Flávia - Geralmente o Gabriel traz o esqueleto da música pro estúdio e começamos a trabalhar o arranjo coletivamente. O disco também tem duas parcerias dele com pessoas que conhecemos em turnês na pela América do Sul, o Maxi Martina, que é um jornalista argentino, em “Verdugo” e os Supersônicos, banda de surf music uruguaia, em “Máquina”. Como esse foi o primeiro disco de inéditas que gravei com o Autoramas, pude contribuir com duas composições minhas, e o processo foi o mesmo, trabalhamos as idéias originais juntos no estúdio. E gravamos duas músicas de outros compositores, “Domina”, do Rubinho Jacobina e “Sem Privilégios”, da banda Liss.

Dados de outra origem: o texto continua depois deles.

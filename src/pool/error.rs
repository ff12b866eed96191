//! Pool and relay error types

use std::fmt;

/// Error returned when a rider fails to attach to a broadcaster
#[derive(Debug, Clone)]
pub enum PoolError {
    /// The driver has already begun body output; the attach window for
    /// this key is closed
    AlreadyWriting(String),
}

impl fmt::Display for PoolError {
    fn fmt(&self, f: &mut fmt::Formatter<'_>) -> fmt::Result {
        match self {
            PoolError::AlreadyWriting(key) => {
                write!(f, "attach window closed, already writing: {}", key)
            }
        }
    }
}

impl std::error::Error for PoolError {}

/// Failure delivered on a rider's completion signal
///
/// Diagnostic only: by the time a rider observes one of these, its sink
/// has already received a best-effort copy of the response bytes.
#[derive(Debug, Clone)]
pub enum RelayError {
    /// The driver's handler panicked or was aborted before completing
    Driver(String),
    /// This rider's own sink failed while the response was being relayed
    Sink(String),
}

impl fmt::Display for RelayError {
    fn fmt(&self, f: &mut fmt::Formatter<'_>) -> fmt::Result {
        match self {
            RelayError::Driver(msg) => write!(f, "driver failed: {}", msg),
            RelayError::Sink(msg) => write!(f, "rider sink write failed: {}", msg),
        }
    }
}

impl std::error::Error for RelayError {}
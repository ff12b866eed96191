//! Response sink capability
//!
//! The abstract "place to write an HTTP response": a live header set,
//! a status line, and a body byte stream. The broadcaster implements
//! this trait itself so the downstream handler never needs to know
//! whether it is writing to one connection or to many.

use std::io;
use std::sync::{Arc, Mutex, MutexGuard, PoisonError};

use bytes::Bytes;

use super::headers::Headers;

/// Abstract response writer capability
///
/// Methods take `&self`: a sink is shared between the handler task and
/// the broadcaster, so implementations use interior mutability.
pub trait ResponseSink: Send + Sync {
    /// Live, mutable header set of this sink
    fn headers(&self) -> Headers;

    /// Write a status code (1xx codes may be written repeatedly before
    /// the final code)
    fn write_status(&self, code: u16);

    /// Write body bytes, returning how many were accepted
    fn write(&self, buf: &[u8]) -> io::Result<usize>;
}

/// Shared handle to a response sink
pub type SinkHandle = Arc<dyn ResponseSink>;

/// In-memory sink that records everything written to it
///
/// Useful for tests and for embedders that buffer a response before
/// flushing it to a transport.
#[derive(Debug, Default)]
pub struct BufferSink {
    headers: Headers,
    recorded: Mutex<Recorded>,
}

#[derive(Debug, Default)]
struct Recorded {
    statuses: Vec<u16>,
    body: Vec<u8>,
}

impl BufferSink {
    /// Create an empty buffer sink
    pub fn new() -> Self {
        Self::default()
    }

    fn recorded(&self) -> MutexGuard<'_, Recorded> {
        self.recorded.lock().unwrap_or_else(PoisonError::into_inner)
    }

    /// Every status code written, in order (1xx included)
    pub fn statuses(&self) -> Vec<u16> {
        self.recorded().statuses.clone()
    }

    /// The final (non-informational) status code, if one was written
    pub fn final_status(&self) -> Option<u16> {
        self.recorded()
            .statuses
            .iter()
            .copied()
            .find(|&code| code >= 200)
    }

    /// Accumulated body bytes
    pub fn body(&self) -> Bytes {
        Bytes::from(self.recorded().body.clone())
    }
}

impl ResponseSink for BufferSink {
    fn headers(&self) -> Headers {
        self.headers.clone()
    }

    fn write_status(&self, code: u16) {
        self.recorded().statuses.push(code);
    }

    fn write(&self, buf: &[u8]) -> io::Result<usize> {
        self.recorded().body.extend_from_slice(buf);
        Ok(buf.len())
    }
}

Bruno- Sobre o esquema de "crowdfunding", vocês que já tem um bom tempo de estrada, vêem nisso uma boa idéia também para bandas novas, ou ainda é uma opção mais viável pra quem tem já um público formado?
Flávia - Acho que é mais uma ferramenta disponível para as bandas independentes. É uma nova maneira de realizar projetos sem a necessidade de um empresário, um investidor, uma gravadora ou de leis de incentivo à cultura; uma relação direta entre artista e público. Hoje é comum as bandas terem muitos seguidores na internet, se cada um deles topar ser um co-financiador de um projeto de crowdfunding, seja um CD, festival, ou show, muita coisa boa que sem apoio nunca viria à luz poderia ser viabilizada. E tanto o artista quanto o público sairiam ganhando com isso. O lance é que o crowdfunding ainda é um conceito novo pra muita gente, que ainda causa um certo estranhamento. Mas na real é como comprar um apartamento ainda na planta.